Moyen-orient : Les États-Unis et l’Iran annoncent un accord de paix, signature prévue à Genève
Les États-Unis et l’Iran ont annoncé lundi être parvenus à un accord destiné à mettre fin aux hostilités au Moyen-Orient, avec une cérémonie de signature prévue le 19 juin à Genève, selon des déclarations des deux gouvernements et du médiateur pakistanais.
Le Premier ministre pakistanais Shehbaz Sharif, qui a affirmé avoir joué un rôle central dans les négociations, a déclaré que l’accord devait mettre fin « de façon immédiate et permanente » aux opérations militaires sur les différents fronts du conflit, y compris au Liban.
Quelques minutes plus tard, le président américain Donald Trump a annoncé sur les réseaux sociaux que l’accord était « finalisé », ajoutant qu’il autoriserait la réouverture du détroit d’Ormuz après la signature officielle du texte.
L’annonce a provoqué une forte réaction des marchés financiers. Les cours du pétrole ont reculé de plus de 4 %, les investisseurs anticipant une reprise progressive des flux énergétiques transitant par le détroit d’Ormuz, voie maritime essentielle pour le commerce mondial des hydrocarbures. Les principales places boursières asiatiques ont également progressé, les opérateurs saluant la perspective d’une désescalade régionale.

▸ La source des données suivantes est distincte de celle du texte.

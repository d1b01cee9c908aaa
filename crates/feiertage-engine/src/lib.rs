//! # feiertage-engine
//!
//! Determines whether a calendar date is a German public holiday.
//!
//! The engine evaluates a [`Date`](feiertage_time::Date) against a fixed
//! table of holiday rules — nationwide fixed dates, Easter-relative movable
//! feasts, and region-gated holidays that apply only in certain federal
//! states — and reports the holiday status together with a symbolic name.
//! A caller can override the computed result per subject.
//!
//! ```
//! use feiertage_engine::{HolidayDate, states};
//! use feiertage_time::Date;
//!
//! let mut day = HolidayDate::new(Date::from_ymd(2018, 11, 21)?);
//! day.add_region(states::SACHSEN);
//! assert!(day.is_holiday()?);
//! assert_eq!(day.holiday_name()?, Some("penance_day"));
//! # Ok::<(), feiertage_core::Error>(())
//! ```

#![warn(missing_docs)]
#![forbid(unsafe_code)]

// ── Modules ───────────────────────────────────────────────────────────────────

/// Delegation of holiday queries to a date-valued attribute.
pub mod adapter;

/// Holiday engine and per-subject override state.
pub mod engine;

/// Region tokens and the `RegionSet`.
pub mod region;

/// The holiday rule table.
pub mod rules;

// ── Convenience re-exports ────────────────────────────────────────────────────

pub use adapter::DateSource;
pub use engine::{holiday_on, HolidayDate, Override};
pub use region::{normalize, states, RegionSet};
pub use rules::{HolidayRule, RuleDate, RULES};
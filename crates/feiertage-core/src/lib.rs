//! # feiertage-core
//!
//! Error types, `Result` alias, and shared macros for feiertage-rs.

#![warn(missing_docs)]
#![forbid(unsafe_code)]

/// Error and `Result` definitions.
pub mod errors;

pub use errors::{Error, Result};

Le contenu intégral de l’accord n’a pas été rendu public. Selon des responsables iraniens, le document prévoit l’arrêt immédiat des opérations militaires ainsi que l’ouverture, dans un délai de 60 jours, de négociations plus larges portant sur les sanctions économiques, le programme nucléaire iranien, la reconstruction du pays et la mise en place d’un mécanisme de suivi des engagements mutuels.
Des médias iraniens ont également évoqué la possibilité d’un déblocage progressif d’avoirs iraniens gelés à l’étranger, sans qu’aucune confirmation officielle n’ait été obtenue auprès des autorités américaines.
Dans des déclarations à plusieurs médias américains, Donald Trump a indiqué que les discussions futures pourraient inclure un moratoire de longue durée sur l’enrichissement d’uranium par l’Iran. Aucun responsable iranien n’a confirmé publiquement cette hypothèse.
Le secrétaire général des Nations unies, Antonio Guterres, a salué ce qu’il a qualifié d’« étape importante vers une solution politique durable », appelant toutes les parties à respecter leurs engagements et à éviter toute action susceptible de compromettre le processus.
L’annonce intervient après plusieurs mois de tensions militaires ayant profondément déstabilisé la région. Quelques heures auparavant encore, les autorités iraniennes avaient mis en garde contre une riposte à des frappes attribuées à Israël au Liban.
Selon plusieurs responsables américains, le vice-président JD Vance devrait participer à la cérémonie de signature à Genève. La présence du président Trump n’a pas été confirmée, bien que la Maison Blanche ait indiqué qu’elle restait à l’étude.
Les autorités suisses ont commencé à préparer un important dispositif de sécurité autour du lieu de la rencontre, qui pourrait réunir des représentants de plusieurs pays impliqués dans les efforts de médiation.
Les investisseurs, les diplomates et les acteurs du secteur énergétique suivront désormais avec attention la mise en œuvre des engagements annoncés, alors que la stabilité du détroit d’Ormuz demeure un enjeu central pour l’économie mondiale.